The 5 Things Men and Women Should Look for in a Mate
Is finding a mate much more simple and straightforward than we’ve often made it out to be?
It’s no secret that marriage rates are declining. Recent data from Pew shows that between 1960 and 2016, marriage rates for those 18 and older fell from 72 percent to 50 percent.
There are many theories on why this is. The rise of cohabitation and the fear of divorce. The increase in education attainment. The proliferation of student loan debt. The belief in a soul mate marriage.
That last option is more prevalent than we might imagine. Writing in Psychology Today, Dr. Jeremy Nicolson cites a Marist poll on the topic which found that nearly three-quarters of American men and women “believe that they are destined to find their one, true, soul mate.”
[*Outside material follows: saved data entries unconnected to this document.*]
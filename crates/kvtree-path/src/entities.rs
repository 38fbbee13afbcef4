//! The fixed table of HTML named entities understood by the codec.

/// Entity names (without `&` and `;`) and the character each one denotes,
/// sorted by name.
pub const NAMED_ENTITIES: &[(&str, char)] = &[
    ("amp", '&'),
    ("apos", '\''),
    ("bull", '\u{2022}'),
    ("copy", '\u{00A9}'),
    ("deg", '\u{00B0}'),
    ("divide", '\u{00F7}'),
    ("gt", '>'),
    ("hellip", '\u{2026}'),
    ("ldquo", '\u{201C}'),
    ("lsquo", '\u{2018}'),
    ("lt", '<'),
    ("mdash", '\u{2014}'),
    ("nbsp", '\u{00A0}'),
    ("ndash", '\u{2013}'),
    ("plusmn", '\u{00B1}'),
    ("quot", '"'),
    ("rdquo", '\u{201D}'),
    ("reg", '\u{00AE}'),
    ("rsquo", '\u{2019}'),
    ("times", '\u{00D7}'),
    ("trade", '\u{2122}'),
];

/// Longest name in [`NAMED_ENTITIES`].
pub(crate) const MAX_NAME_LEN: usize = 6;

/// Look up the character for an entity name.
pub fn lookup(name: &str) -> Option<char> {
    NAMED_ENTITIES
        .binary_search_by(|(entity, _)| (*entity).cmp(name))
        .ok()
        .map(|index| NAMED_ENTITIES[index].1)
}

/// Look up the entity name for a character, if it has one.
pub fn name_for(ch: char) -> Option<&'static str> {
    NAMED_ENTITIES
        .iter()
        .find(|(_, entity_ch)| *entity_ch == ch)
        .map(|(name, _)| *name)
}

#[cfg(test)]
mod tests {
    use super::*;

    #[test]
    fn lookup_known_names() {
        assert_eq!(lookup("amp"), Some('&'));
        assert_eq!(lookup("divide"), Some('÷'));
        assert_eq!(lookup("AMP"), None);
        assert_eq!(lookup("unknown"), None);
    }

    #[test]
    fn table_is_sorted_by_name() {
        assert!(NAMED_ENTITIES.windows(2).all(|pair| pair[0].0 < pair[1].0));
        for (name, ch) in NAMED_ENTITIES {
            assert_eq!(lookup(name), Some(*ch));
        }
    }

    #[test]
    fn max_name_len_covers_table() {
        let longest = NAMED_ENTITIES.iter().map(|(n, _)| n.len()).max();
        assert_eq!(longest, Some(MAX_NAME_LEN));
    }

    #[test]
    fn names_and_chars_are_unique() {
        for (i, (name, ch)) in NAMED_ENTITIES.iter().enumerate() {
            for (other_name, other_ch) in &NAMED_ENTITIES[i + 1..] {
                assert_ne!(name, other_name);
                assert_ne!(ch, other_ch);
            }
        }
        assert_eq!(name_for('&'), Some("amp"));
    }
}
//! Segment list to path string.

use crate::entities;
use crate::schemes::EscapeSchemes;
use crate::SEPARATOR;

/// Render segments as a single path string.
///
/// Empty segments are dropped; every other segment is escaped on its own and
/// the results are joined with `/`. For each hazardous character the first
/// enabled scheme from a per-character priority list is used:
///
/// | Character | Priority |
/// |-----------|----------|
/// | `/` `\` newline tab CR | backslash, URL, HTML numeric |
/// | `%` | URL, HTML numeric, backslash |
/// | `&` | HTML named, URL, HTML numeric, backslash |
/// | other, code point <= 0xFF | URL, backslash `\xHH`, HTML numeric, custom unicode |
/// | other, code point > 0xFF | HTML numeric hex, custom unicode, URL per UTF-8 byte |
///
/// Printable ASCII passes through. When no listed scheme is enabled the
/// character is emitted literally, which [`parse_path`](crate::parse_path)
/// may not read back as the same segments.
///
/// # Examples
///
/// ```
/// use kvtree_path::{create_path, EscapeSchemes};
///
/// let all = EscapeSchemes::all();
/// assert_eq!(create_path(&["a&b", "", "c%"], &all), "a&amp;b/c%25");
/// assert_eq!(create_path::<&str>(&[], &all), "");
/// ```
pub fn create_path<S: AsRef<str>>(segments: &[S], schemes: &EscapeSchemes) -> String {
    segments
        .iter()
        .map(AsRef::as_ref)
        .filter(|segment| !segment.is_empty())
        .map(|segment| encode_segment(segment, schemes))
        .collect::<Vec<_>>()
        .join(&SEPARATOR.to_string())
}

/// Escape a single segment.
pub fn encode_segment(segment: &str, schemes: &EscapeSchemes) -> String {
    let mut out = String::with_capacity(segment.len());
    for ch in segment.chars() {
        encode_char(ch, schemes, &mut out);
    }
    out
}

fn encode_char(ch: char, schemes: &EscapeSchemes, out: &mut String) {
    let code = u32::from(ch);
    match ch {
        '/' | '\\' | '\n' | '\t' | '\r' => {
            if schemes.backslash {
                out.push('\\');
                out.push(backslash_letter(ch));
            } else if schemes.url {
                push_percent(out, code);
            } else if schemes.html_numeric {
                out.push_str(&format!("&#{code};"));
            } else {
                out.push(ch);
            }
        }
        '%' => {
            if schemes.url {
                out.push_str("%25");
            } else if schemes.html_numeric {
                out.push_str("&#37;");
            } else if schemes.backslash {
                out.push_str("\\%");
            } else {
                out.push(ch);
            }
        }
        '&' => {
            if schemes.html_named {
                let name = entities::name_for('&').unwrap_or("amp");
                out.push_str(&format!("&{name};"));
            } else if schemes.url {
                out.push_str("%26");
            } else if schemes.html_numeric {
                out.push_str("&#38;");
            } else if schemes.backslash {
                out.push_str("\\&");
            } else {
                out.push(ch);
            }
        }
        _ if code < 32 || code > 126 => {
            if code <= 0xFF {
                encode_single_byte(ch, code, schemes, out);
            } else {
                encode_wide(ch, code, schemes, out);
            }
        }
        _ => out.push(ch),
    }
}

fn encode_single_byte(ch: char, code: u32, schemes: &EscapeSchemes, out: &mut String) {
    if schemes.url {
        push_percent(out, code);
    } else if schemes.backslash {
        out.push_str(&format!("\\x{code:02X}"));
    } else if schemes.html_numeric {
        out.push_str(&format!("&#{code};"));
    } else if schemes.custom_unicode {
        out.push_str(&format!("&u{code:02X};"));
    } else {
        out.push(ch);
    }
}

fn encode_wide(ch: char, code: u32, schemes: &EscapeSchemes, out: &mut String) {
    if schemes.html_numeric {
        out.push_str(&format!("&#x{code:X};"));
    } else if schemes.custom_unicode {
        out.push_str(&format!("&u{code:04X};"));
    } else if schemes.url {
        let mut buf = [0u8; 4];
        for byte in ch.encode_utf8(&mut buf).bytes() {
            push_percent(out, u32::from(byte));
        }
    } else {
        out.push(ch);
    }
}

fn push_percent(out: &mut String, code: u32) {
    out.push_str(&format!("%{code:02X}"));
}

fn backslash_letter(ch: char) -> char {
    match ch {
        '\n' => 'n',
        '\t' => 't',
        '\r' => 'r',
        other => other,
    }
}
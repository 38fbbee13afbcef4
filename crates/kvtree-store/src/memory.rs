use std::collections::HashMap;
use std::sync::{Mutex, PoisonError, RwLock};
use std::time::{Duration, Instant};

use async_trait::async_trait;

use crate::error::{KvError, KvResult};
use crate::traits::KvStore;

/// In-memory, HashMap-based key-value store.
///
/// Intended for tests and embedding. Optionally emulates the backing store's
/// per-key write rate limit: with a write interval set, a second `put` or
/// `delete` of the same key inside the interval fails with
/// [`KvError::RateLimited`].
pub struct InMemoryKvStore {
    entries: RwLock<HashMap<String, String>>,
    write_interval: Option<Duration>,
    last_write: Mutex<HashMap<String, Instant>>,
}

impl InMemoryKvStore {
    /// Create a new empty store without a write rate limit.
    pub fn new() -> Self {
        Self {
            entries: RwLock::new(HashMap::new()),
            write_interval: None,
            last_write: Mutex::new(HashMap::new()),
        }
    }

    /// Create a store that rejects writes to a key more often than once per
    /// `interval`.
    pub fn with_write_interval(interval: Duration) -> Self {
        Self {
            write_interval: Some(interval),
            ..Self::new()
        }
    }

    /// Number of keys currently stored.
    pub fn len(&self) -> usize {
        self.entries
            .read()
            .unwrap_or_else(PoisonError::into_inner)
            .len()
    }

    /// Returns `true` if the store is empty.
    pub fn is_empty(&self) -> bool {
        self.len() == 0
    }

    /// Sorted list of every stored key.
    pub fn keys(&self) -> Vec<String> {
        let map = self.entries.read().unwrap_or_else(PoisonError::into_inner);
        let mut keys: Vec<String> = map.keys().cloned().collect();
        keys.sort();
        keys
    }

    /// Remove every key.
    pub fn clear(&self) {
        self.entries
            .write()
            .unwrap_or_else(PoisonError::into_inner)
            .clear();
    }

    fn check_rate(&self, key: &str) -> KvResult<()> {
        let Some(interval) = self.write_interval else {
            return Ok(());
        };
        let mut last = self
            .last_write
            .lock()
            .map_err(|e| KvError::Backend(format!("lock poisoned: {e}")))?;
        let now = Instant::now();
        if let Some(previous) = last.get(key) {
            if now.duration_since(*previous) < interval {
                return Err(KvError::RateLimited {
                    key: key.to_string(),
                });
            }
        }
        last.insert(key.to_string(), now);
        Ok(())
    }
}

impl Default for InMemoryKvStore {
    fn default() -> Self {
        Self::new()
    }
}

#[async_trait]
impl KvStore for InMemoryKvStore {
    async fn get(&self, key: &str) -> KvResult<Option<String>> {
        let map = self
            .entries
            .read()
            .map_err(|e| KvError::Backend(format!("lock poisoned: {e}")))?;
        Ok(map.get(key).cloned())
    }

    async fn put(&self, key: &str, value: &str) -> KvResult<()> {
        self.check_rate(key)?;
        let mut map = self
            .entries
            .write()
            .map_err(|e| KvError::Backend(format!("lock poisoned: {e}")))?;
        map.insert(key.to_string(), value.to_string());
        Ok(())
    }

    async fn delete(&self, key: &str) -> KvResult<()> {
        self.check_rate(key)?;
        let mut map = self
            .entries
            .write()
            .map_err(|e| KvError::Backend(format!("lock poisoned: {e}")))?;
        map.remove(key);
        Ok(())
    }
}

impl std::fmt::Debug for InMemoryKvStore {
    fn fmt(&self, f: &mut std::fmt::Formatter<'_>) -> std::fmt::Result {
        f.debug_struct("InMemoryKvStore")
            .field("key_count", &self.len())
            .field("write_interval", &self.write_interval)
            .finish()
    }
}
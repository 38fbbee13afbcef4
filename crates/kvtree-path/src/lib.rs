//! Path strings for kvtree.
//!
//! A tree path is an ordered list of string segments; the empty list is the
//! root. Humans type paths as a single `/`-separated string, so segments that
//! themselves contain `/`, control characters, or other hazardous characters
//! must be escaped. This crate converts between the two forms.
//!
//! # Escape Schemes
//!
//! Five independent schemes can be switched on or off through
//! [`EscapeSchemes`]:
//!
//! - backslash escapes: `\/`, `\\`, `\n`, `\t`, `\r`, `\xHH`
//! - HTML named entities: `&amp;`, `&lt;`, ... (see [`entities`])
//! - HTML numeric entities: `&#47;`, `&#x2F;`
//! - custom unicode entities: `&u2F;`, `&u1F600;`
//! - URL percent-encoding: `%2F`
//!
//! # Round Trips
//!
//! [`parse_path`] inverts [`create_path`] only when the enabled schemes can
//! escape every hazardous character in the input. With every scheme enabled
//! that holds for any non-empty segment. With a reduced set, the encoder falls
//! back to leaving characters literal, and such a path will not re-parse to
//! the same segments.
//!
//! # Example
//!
//! ```
//! use kvtree_path::{create_path, parse_path, EscapeSchemes};
//!
//! let schemes = EscapeSchemes::default();
//! let segments = vec!["docs".to_string(), "a/b".to_string()];
//! let path = create_path(&segments, &schemes);
//! assert_eq!(path, "docs/a\\/b");
//! assert_eq!(parse_path(&path, &schemes), segments);
//! ```

pub mod decode;
pub mod encode;
pub mod entities;
pub mod schemes;

pub use decode::parse_path;
pub use encode::create_path;
pub use schemes::EscapeSchemes;

/// The unescaped character that separates segments.
pub const SEPARATOR: char = '/';
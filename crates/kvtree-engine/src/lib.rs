//! A path-addressed tree stored in a flat key-value store.
//!
//! The backing store only offers single-key `get`/`put`/`delete`, with no
//! transactions and a per-key write rate limit. This crate simulates a tree
//! on top of it: every node is three independent entries (value, children,
//! parent) keyed by a hash of the node's full path, and every tree operation
//! is an ordered sequence of retried single-key calls.
//!
//! # Layers
//!
//! - [`NodeStore`] -- one node's records: existence, create, value get/set,
//!   child-list maintenance
//! - [`KvTree`] -- the exposed operations, including recursive delete, move,
//!   traversal, find, stats, batch create, and import/export
//!
//! # Consistency
//!
//! There is no atomicity across keys. A multi-step operation that fails
//! partway leaves the partial state in place and reports the failure; only
//! [`KvTree::move_node`] attempts a best-effort cleanup of its partial copy.
//! Concurrent writers to the same parent can lose child-list updates.
//!
//! # Example
//!
//! ```
//! use std::sync::Arc;
//! use kvtree_engine::{KvTree, TreeConfig};
//! use kvtree_store::InMemoryKvStore;
//! use serde_json::json;
//!
//! # tokio::runtime::Runtime::new().unwrap().block_on(async {
//! let tree = KvTree::new(Arc::new(InMemoryKvStore::new()), TreeConfig::default());
//! tree.initialize_root().await.unwrap();
//!
//! let docs = tree.parse_path("docs");
//! tree.create_node(&docs, &json!({"title": "Docs"})).await.unwrap();
//! assert_eq!(tree.get_children(&[]).await.unwrap(), vec!["docs"]);
//! # });
//! ```

pub mod config;
pub mod error;
pub mod node;
pub mod ops;
pub mod store;
pub mod tree;

#[cfg(test)]
mod test_support;

pub use config::TreeConfig;
pub use error::{MovePhase, TreeError, TreeResult};
pub use node::{canonical_json, display_path, NodeSnapshot, NodeSpec};
pub use ops::exchange::ExportedNode;
pub use ops::stats::TreeStats;
pub use ops::traverse::{TraversalStrategy, TraverseOptions, Visit};
pub use store::NodeStore;
pub use tree::KvTree;
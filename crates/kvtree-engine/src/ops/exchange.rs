//! Whole-subtree export to a nested value, and import back.

use std::collections::BTreeMap;
use std::future::Future;
use std::pin::Pin;

use serde::{Deserialize, Serialize};
use serde_json::Value;
use tracing::info;

use crate::error::TreeResult;
use crate::node::child_path;
use crate::tree::KvTree;

/// A node and its descendants as one serializable value.
///
/// ```json
/// {"value": "root", "children": {"a": {"value": 1}}}
/// ```
#[derive(Clone, Debug, Default, PartialEq, Serialize, Deserialize)]
pub struct ExportedNode {
    #[serde(default)]
    pub value: Value,
    #[serde(default, skip_serializing_if = "BTreeMap::is_empty")]
    pub children: BTreeMap<String, ExportedNode>,
}

impl ExportedNode {
    pub fn leaf(value: Value) -> Self {
        Self {
            value,
            children: BTreeMap::new(),
        }
    }

    /// Number of nodes including this one.
    pub fn node_count(&self) -> usize {
        1 + self
            .children
            .values()
            .map(ExportedNode::node_count)
            .sum::<usize>()
    }
}

type ExportFuture<'a> = Pin<Box<dyn Future<Output = TreeResult<ExportedNode>> + Send + 'a>>;

impl KvTree {
    /// Read the subtree at `start` into memory.
    pub async fn export_tree(&self, start: &[String]) -> TreeResult<ExportedNode> {
        self.export_at(start.to_vec()).await
    }

    fn export_at(&self, path: Vec<String>) -> ExportFuture<'_> {
        Box::pin(async move {
            let node = self.get_node(&path).await?;
            let mut children = BTreeMap::new();
            for child in node.children {
                let exported = self.export_at(child_path(&path, &child)).await?;
                children.insert(child, exported);
            }
            Ok(ExportedNode {
                value: node.value,
                children,
            })
        })
    }

    /// Write an exported tree into this tree, rooted at the root.
    ///
    /// The root is created if absent and its value replaced. Every other
    /// node is written parent first, siblings in key order: a node that
    /// already exists only has its value replaced and keeps its children, a
    /// missing one is created. Nodes absent from `data` are left alone.
    /// Returns the number of nodes written.
    pub async fn import_tree(&self, data: &ExportedNode) -> TreeResult<usize> {
        self.initialize_root().await?;
        self.set_value(&[], &data.value).await?;

        let mut written = 1;
        let mut pending: Vec<(Vec<String>, &ExportedNode)> = vec![(Vec::new(), data)];
        while let Some((path, node)) = pending.pop() {
            for (key, child) in &node.children {
                let path = child_path(&path, key);
                if self.node_exists(&path).await {
                    self.set_value(&path, &child.value).await?;
                } else {
                    self.create_node(&path, &child.value).await?;
                }
                written += 1;
                pending.push((path, child));
            }
        }

        info!(nodes = written, "imported tree");
        Ok(written)
    }
}
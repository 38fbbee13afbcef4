use std::sync::Arc;

use kvtree_path::{create_path, parse_path};
use kvtree_store::KvStore;
use serde_json::Value;

use crate::config::TreeConfig;
use crate::error::TreeResult;
use crate::node::NodeSnapshot;
use crate::store::NodeStore;

/// A tree stored in a flat key-value store.
///
/// All operations take segment paths; the empty slice is the root. Use
/// [`parse_path`](Self::parse_path) to turn a typed path string into
/// segments with the configured escape schemes.
///
/// Tree-wide operations live in [`crate::ops`]: delete, move, traversal,
/// find, stats, batch create, import and export.
pub struct KvTree {
    nodes: NodeStore,
    config: TreeConfig,
}

impl KvTree {
    pub fn new(kv: Arc<dyn KvStore>, config: TreeConfig) -> Self {
        let nodes = NodeStore::new(kv, config.key_deriver(), config.retry_policy());
        Self { nodes, config }
    }

    pub fn config(&self) -> &TreeConfig {
        &self.config
    }

    /// The node-level primitives this tree is built on.
    pub fn nodes(&self) -> &NodeStore {
        &self.nodes
    }

    /// Split a path string into segments using the configured escapes.
    pub fn parse_path(&self, input: &str) -> Vec<String> {
        parse_path(input, &self.config.escapes)
    }

    /// Render segments as a path string using the configured escapes.
    pub fn format_path(&self, path: &[String]) -> String {
        create_path(path, &self.config.escapes)
    }

    // ---- Node operations ----

    /// Create the root if absent. Returns `true` if this call created it.
    pub async fn initialize_root(&self) -> TreeResult<bool> {
        self.nodes.initialize_root().await
    }

    /// Whether the node exists. Read failures report `false`.
    pub async fn node_exists(&self, path: &[String]) -> bool {
        self.nodes.node_exists(path).await
    }

    pub async fn create_node(&self, path: &[String], value: &Value) -> TreeResult<()> {
        self.nodes.create_node(path, value).await
    }

    pub async fn get_value(&self, path: &[String]) -> TreeResult<Value> {
        self.nodes.get_value(path).await
    }

    pub async fn set_value(&self, path: &[String], value: &Value) -> TreeResult<()> {
        self.nodes.set_value(path, value).await
    }

    pub async fn get_children(&self, path: &[String]) -> TreeResult<Vec<String>> {
        self.nodes.get_children(path).await
    }

    pub async fn get_node(&self, path: &[String]) -> TreeResult<NodeSnapshot> {
        self.nodes.get_node(path).await
    }
}

impl std::fmt::Debug for KvTree {
    fn fmt(&self, f: &mut std::fmt::Formatter<'_>) -> std::fmt::Result {
        f.debug_struct("KvTree")
            .field("nodes", &self.nodes)
            .field("escapes", &self.config.escapes)
            .finish()
    }
}

#[cfg(test)]
mod tests {
    use super::*;
    use crate::test_support::{memory_tree, p};
    use kvtree_path::EscapeSchemes;
    use kvtree_store::InMemoryKvStore;
    use serde_json::json;

    #[tokio::test]
    async fn create_then_read_back() {
        let (_, tree) = memory_tree();
        tree.initialize_root().await.unwrap();
        tree.create_node(&p(&["a"]), &json!("v")).await.unwrap();

        assert!(tree.node_exists(&p(&["a"])).await);
        assert_eq!(tree.get_value(&p(&["a"])).await.unwrap(), json!("v"));
        assert!(tree.get_children(&[]).await.unwrap().contains(&"a".to_string()));

        let node = tree.get_node(&p(&["a"])).await.unwrap();
        assert_eq!(node.path, p(&["a"]));
        assert!(node.is_leaf());
    }

    #[tokio::test]
    async fn parsed_paths_address_nodes() {
        let (_, tree) = memory_tree();
        tree.initialize_root().await.unwrap();
        let path = tree.parse_path("a\\/b");
        assert_eq!(path, vec!["a/b"]);
        tree.create_node(&path, &json!(1)).await.unwrap();

        // "a/b" as one segment is not the path a -> b.
        assert!(!tree.node_exists(&p(&["a", "b"])).await);
        assert_eq!(tree.format_path(&path), "a\\/b");
    }

    #[test]
    fn escapes_follow_config() {
        let config = TreeConfig {
            escapes: EscapeSchemes::none(),
            ..TreeConfig::default()
        };
        let tree = KvTree::new(Arc::new(InMemoryKvStore::new()), config);
        assert_eq!(tree.parse_path("a%2Fb"), vec!["a%2Fb"]);
    }

    #[tokio::test]
    async fn prefixes_isolate_trees_in_one_store() {
        let kv = Arc::new(InMemoryKvStore::new());
        let one = KvTree::new(kv.clone(), TreeConfig { prefix: "one".into(), ..TreeConfig::default() });
        let two = KvTree::new(kv.clone(), TreeConfig { prefix: "two".into(), ..TreeConfig::default() });

        one.initialize_root().await.unwrap();
        one.create_node(&p(&["a"]), &json!(1)).await.unwrap();
        assert!(!two.node_exists(&[]).await);
        assert!(two.initialize_root().await.unwrap());
        assert!(two.get_children(&[]).await.unwrap().is_empty());
        assert!(kv.keys().iter().all(|k| k.starts_with("one-") || k.starts_with("two-")));
    }
}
Unfortunately, as Dr. Nicolson goes on to relate, such a belief will often set the individual up for disappointment. Research shows that those who look for the soul mate marriage are more likely to be those who flit through life with “short-term flings” rather than long-lasting, mutual commitment for life.
So if the soul mate spark is not the key indicator for marriage, what should one be looking for in a spouse?
American Founder Noah Webster had a few things to say on that topic. He encouraged young men to marry, but warned them to stay away from the woman who:
Is devoted to entertainment
Is a narcissist
Draws excessive attention to herself
Flirts and seeks multiple partners
On the other hand, Webster encouraged young men to consider young ladies with the following traits as quality marriage material:
One who exercises common sense
One who is well-educated or exhibits an “accomplished mind”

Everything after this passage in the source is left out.